- Assignment
Copy the data below. Keep every line exactly as it is.

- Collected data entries
- - - - -
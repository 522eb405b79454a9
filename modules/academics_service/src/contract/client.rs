//! Native client trait for inter-module communication
//!
//! This trait defines the API that other modules use to interact with the
//! academics service. NO HTTP - direct function calls for performance.

use super::{
    error::AcademicsError,
    model::{
        Actor, Course, CourseOutcome, Department, Faculty, GeneratedPaper, NewFaculty,
        NewQuestion, NewTopic, Offering, Principal, Programme, Question, SectionSpec,
        SuperAdmin, Template, Topic,
    },
};
use async_trait::async_trait;

/// Academics service API for inter-module communication
#[async_trait]
pub trait AcademicsApi: Send + Sync {
    // ===== Authentication =====

    /// Verify a super admin email/password pair and return the principal
    async fn authenticate_super_admin(
        &self,
        email: &str,
        password: &str,
    ) -> Result<Principal, AcademicsError>;

    /// Verify a faculty email/password pair and return the principal
    async fn authenticate_faculty(
        &self,
        email: &str,
        password: &str,
    ) -> Result<Principal, AcademicsError>;

    /// Resolve a session principal into an effective actor
    async fn resolve_actor(&self, principal: Option<Principal>) -> Result<Actor, AcademicsError>;

    /// Create a super admin account (bootstrap/seeding path)
    async fn seed_super_admin(
        &self,
        email: &str,
        password: &str,
    ) -> Result<SuperAdmin, AcademicsError>;

    // ===== Departments =====

    /// Create a department with a unique name
    async fn create_department(
        &self,
        principal: Option<Principal>,
        name: &str,
    ) -> Result<Department, AcademicsError>;

    /// List all departments
    async fn list_departments(
        &self,
        principal: Option<Principal>,
    ) -> Result<Vec<Department>, AcademicsError>;

    /// Delete a department and everything it owns
    async fn delete_department(
        &self,
        principal: Option<Principal>,
        department_id: i32,
    ) -> Result<(), AcademicsError>;

    /// Appoint a faculty member of the department as its head
    async fn assign_hod(
        &self,
        principal: Option<Principal>,
        department_id: i32,
        faculty_id: i32,
    ) -> Result<Department, AcademicsError>;

    // ===== Faculty =====

    /// Create a faculty account in a department
    async fn create_faculty(
        &self,
        principal: Option<Principal>,
        new_faculty: NewFaculty,
    ) -> Result<Faculty, AcademicsError>;

    /// List the faculty roster of a department
    async fn list_faculty(
        &self,
        principal: Option<Principal>,
        department_id: i32,
    ) -> Result<Vec<Faculty>, AcademicsError>;

    /// Delete a faculty account
    async fn delete_faculty(
        &self,
        principal: Option<Principal>,
        faculty_id: i32,
    ) -> Result<(), AcademicsError>;

    // ===== Programmes =====

    /// Create a programme under a department
    async fn create_programme(
        &self,
        principal: Option<Principal>,
        name: &str,
        department_id: i32,
    ) -> Result<Programme, AcademicsError>;

    /// List programmes of a department
    async fn list_programmes(
        &self,
        principal: Option<Principal>,
        department_id: i32,
    ) -> Result<Vec<Programme>, AcademicsError>;

    /// Delete a programme and its offerings
    async fn delete_programme(
        &self,
        principal: Option<Principal>,
        programme_id: i32,
    ) -> Result<(), AcademicsError>;

    // ===== Courses =====

    /// Create a course in the global catalogue
    async fn create_course(
        &self,
        principal: Option<Principal>,
        code: &str,
        title: &str,
        home_department_id: i32,
    ) -> Result<Course, AcademicsError>;

    /// Courses visible to the caller: all for super admins, home-department
    /// courses for heads of department, assigned courses for plain faculty
    async fn courses_for_actor(
        &self,
        principal: Option<Principal>,
    ) -> Result<Vec<Course>, AcademicsError>;

    /// Delete a course and its outcomes, topics, questions, template,
    /// offerings and generated papers
    async fn delete_course(
        &self,
        principal: Option<Principal>,
        course_id: i32,
    ) -> Result<(), AcademicsError>;

    // ===== Course outcomes =====

    /// Add a course outcome with a code unique within the course
    async fn add_course_outcome(
        &self,
        principal: Option<Principal>,
        course_id: i32,
        code: &str,
        description: &str,
    ) -> Result<CourseOutcome, AcademicsError>;

    /// List the outcomes of a course
    async fn list_course_outcomes(
        &self,
        principal: Option<Principal>,
        course_id: i32,
    ) -> Result<Vec<CourseOutcome>, AcademicsError>;

    // ===== Topics =====

    /// Add a syllabus topic under a course outcome
    async fn add_topic(
        &self,
        principal: Option<Principal>,
        new_topic: NewTopic,
    ) -> Result<Topic, AcademicsError>;

    /// Re-parent a topic within its course's topic tree
    async fn move_topic(
        &self,
        principal: Option<Principal>,
        topic_id: i32,
        new_parent_id: Option<i32>,
    ) -> Result<Topic, AcademicsError>;

    /// List the topics of a course
    async fn list_topics(
        &self,
        principal: Option<Principal>,
        course_id: i32,
    ) -> Result<Vec<Topic>, AcademicsError>;

    // ===== Questions =====

    /// Add a question to a course's bank
    async fn add_question(
        &self,
        principal: Option<Principal>,
        new_question: NewQuestion,
    ) -> Result<Question, AcademicsError>;

    /// List a course's questions, optionally only the active pool
    async fn list_questions(
        &self,
        principal: Option<Principal>,
        course_id: i32,
        active_only: bool,
    ) -> Result<Vec<Question>, AcademicsError>;

    /// Retire a question from the pool without touching old papers
    async fn retire_question(
        &self,
        principal: Option<Principal>,
        question_id: i32,
    ) -> Result<(), AcademicsError>;

    // ===== Offerings =====

    /// Place a course into a programme's curriculum for a semester
    async fn assign_course(
        &self,
        principal: Option<Principal>,
        programme_id: i32,
        course_id: i32,
        semester_no: i32,
        faculty_id: i32,
    ) -> Result<Offering, AcademicsError>;

    /// List the offerings of a programme
    async fn list_offerings(
        &self,
        principal: Option<Principal>,
        programme_id: i32,
    ) -> Result<Vec<Offering>, AcademicsError>;

    // ===== Templates =====

    /// Define the single exam template of a course
    async fn define_template(
        &self,
        principal: Option<Principal>,
        course_id: i32,
        duration_minutes: i32,
        total_marks: i32,
        sections: Vec<SectionSpec>,
    ) -> Result<Template, AcademicsError>;

    /// Fetch the template of a course
    async fn get_template(
        &self,
        principal: Option<Principal>,
        course_id: i32,
    ) -> Result<Template, AcademicsError>;

    // ===== Generated papers =====

    /// Assemble and persist an exam paper from the course's template
    async fn generate_paper(
        &self,
        principal: Option<Principal>,
        course_id: i32,
    ) -> Result<GeneratedPaper, AcademicsError>;

    /// List papers generated for a course
    async fn list_generated_papers(
        &self,
        principal: Option<Principal>,
        course_id: i32,
    ) -> Result<Vec<GeneratedPaper>, AcademicsError>;
}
- - - - -
- Task output
repository 522eb405b79454a9
filename modules/academics_service/src/contract/client.rs
//! Native client trait for inter-module communication
//!
//! This trait defines the API that other modules use to interact with the
//! academics service. NO HTTP - direct function calls for performance.

use super::{
    error::AcademicsError,
    model::{
        Actor, Course, CourseOutcome, Department, Faculty, GeneratedPaper, NewFaculty,
        NewQuestion, NewTopic, Offering, Principal, Programme, Question, SectionSpec,
        SuperAdmin, Template, Topic,
    },
};
use async_trait::async_trait;

/// Academics service API for inter-module communication
#[async_trait]
pub trait AcademicsApi: Send + Sync {
    // ===== Authentication =====

    /// Verify a super admin email/password pair and return the principal
    async fn authenticate_super_admin(
        &self,
        email: &str,
        password: &str,
    ) -> Result<Principal, AcademicsError>;

    /// Verify a faculty email/password pair and return the principal
    async fn authenticate_faculty(
        &self,
        email: &str,
        password: &str,
    ) -> Result<Principal, AcademicsError>;

    /// Resolve a session principal into an effective actor
    async fn resolve_actor(&self, principal: Option<Principal>) -> Result<Actor, AcademicsError>;

    /// Create a super admin account (bootstrap/seeding path)
    async fn seed_super_admin(
        &self,
        email: &str,
        password: &str,
    ) -> Result<SuperAdmin, AcademicsError>;

    // ===== Departments =====

    /// Create a department with a unique name
    async fn create_department(
        &self,
        principal: Option<Principal>,
        name: &str,
    ) -> Result<Department, AcademicsError>;

    /// List all departments
    async fn list_departments(
        &self,
        principal: Option<Principal>,
    ) -> Result<Vec<Department>, AcademicsError>;

    /// Delete a department and everything it owns
    async fn delete_department(
        &self,
        principal: Option<Principal>,
        department_id: i32,
    ) -> Result<(), AcademicsError>;

    /// Appoint a faculty member of the department as its head
    async fn assign_hod(
        &self,
        principal: Option<Principal>,
        department_id: i32,
        faculty_id: i32,
    ) -> Result<Department, AcademicsError>;

    // ===== Faculty =====

    /// Create a faculty account in a department
    async fn create_faculty(
        &self,
        principal: Option<Principal>,
        new_faculty: NewFaculty,
    ) -> Result<Faculty, AcademicsError>;

    /// List the faculty roster of a department
    async fn list_faculty(
        &self,
        principal: Option<Principal>,
        department_id: i32,
    ) -> Result<Vec<Faculty>, AcademicsError>;

    /// Delete a faculty account
    async fn delete_faculty(
        &self,
        principal: Option<Principal>,
        faculty_id: i32,
    ) -> Result<(), AcademicsError>;

    // ===== Programmes =====

    /// Create a programme under a department
    async fn create_programme(
        &self,
        principal: Option<Principal>,
        name: &str,
        department_id: i32,
    ) -> Result<Programme, AcademicsError>;

    /// List programmes of a department
    async fn list_programmes(
        &self,
        principal: Option<Principal>,
        department_id: i32,
    ) -> Result<Vec<Programme>, AcademicsError>;

    /// Delete a programme and its offerings
    async fn delete_programme(
        &self,
        principal: Option<Principal>,
        programme_id: i32,
    ) -> Result<(), AcademicsError>;

    // ===== Courses =====

    /// Create a course in the global catalogue
    async fn create_course(
        &self,
        principal: Option<Principal>,
        code: &str,
        title: &str,
        home_department_id: i32,
    ) -> Result<Course, AcademicsError>;

    /// Courses visible to the caller: all for super admins, home-department
    /// courses for heads of department, assigned courses for plain faculty
    async fn courses_for_actor(
        &self,
        principal: Option<Principal>,
    ) -> Result<Vec<Course>, AcademicsError>;

    /// Delete a course and its outcomes, topics, questions, template,
    /// offerings and generated papers
    async fn delete_course(
        &self,
        principal: Option<Principal>,
        course_id: i32,
    ) -> Result<(), AcademicsError>;

    // ===== Course outcomes =====

    /// Add a course outcome with a code unique within the course
    async fn add_course_outcome(
        &self,
        principal: Option<Principal>,
        course_id: i32,
        code: &str,
        description: &str,
    ) -> Result<CourseOutcome, AcademicsError>;

    /// List the outcomes of a course
    async fn list_course_outcomes(
        &self,
        principal: Option<Principal>,
        course_id: i32,
    ) -> Result<Vec<CourseOutcome>, AcademicsError>;

    // ===== Topics =====

    /// Add a syllabus topic under a course outcome
    async fn add_topic(
        &self,
        principal: Option<Principal>,
        new_topic: NewTopic,
    ) -> Result<Topic, AcademicsError>;

    /// Re-parent a topic within its course's topic tree
    async fn move_topic(
        &self,
        principal: Option<Principal>,
        topic_id: i32,
        new_parent_id: Option<i32>,
    ) -> Result<Topic, AcademicsError>;

    /// List the topics of a course
    async fn list_topics(
        &self,
        principal: Option<Principal>,
        course_id: i32,
    ) -> Result<Vec<Topic>, AcademicsError>;

    // ===== Questions =====

    /// Add a question to a course's bank
    async fn add_question(
        &self,
        principal: Option<Principal>,
        new_question: NewQuestion,
    ) -> Result<Question, AcademicsError>;

    /// List a course's questions, optionally only the active pool
    async fn list_questions(
        &self,
        principal: Option<Principal>,
        course_id: i32,
        active_only: bool,
    ) -> Result<Vec<Question>, AcademicsError>;

    /// Retire a question from the pool without touching old papers
    async fn retire_question(
        &self,
        principal: Option<Principal>,
        question_id: i32,
    ) -> Result<(), AcademicsError>;

    // ===== Offerings =====

    /// Place a course into a programme's curriculum for a semester
    async fn assign_course(
        &self,
        principal: Option<Principal>,
        programme_id: i32,
        course_id: i32,
        semester_no: i32,
        faculty_id: i32,
    ) -> Result<Offering, AcademicsError>;

    /// List the offerings of a programme
    async fn list_offerings(
        &self,
        principal: Option<Principal>,
        programme_id: i32,
    ) -> Result<Vec<Offering>, AcademicsError>;

    // ===== Templates =====

    /// Define the single exam template of a course
    async fn define_template(
        &self,
        principal: Option<Principal>,
        course_id: i32,
        duration_minutes: i32,
        total_marks: i32,
        sections: Vec<SectionSpec>,
    ) -> Result<Template, AcademicsError>;

    /// Fetch the template of a course
    async fn get_template(
        &self,
        principal: Option<Principal>,
        course_id: i32,
    ) -> Result<Template, AcademicsError>;

    // ===== Generated papers =====

    /// Assemble and persist an exam paper from the course's template
    async fn generate_paper(
        &self,
        principal: Option<Principal>,
        course_id: i32,
    ) -> Result<GeneratedPaper, AcademicsError>;

    /// List papers generated for a course
    async fn list_generated_papers(
        &self,
        principal: Option<Principal>,
        course_id: i32,
    ) -> Result<Vec<GeneratedPaper>, AcademicsError>;
}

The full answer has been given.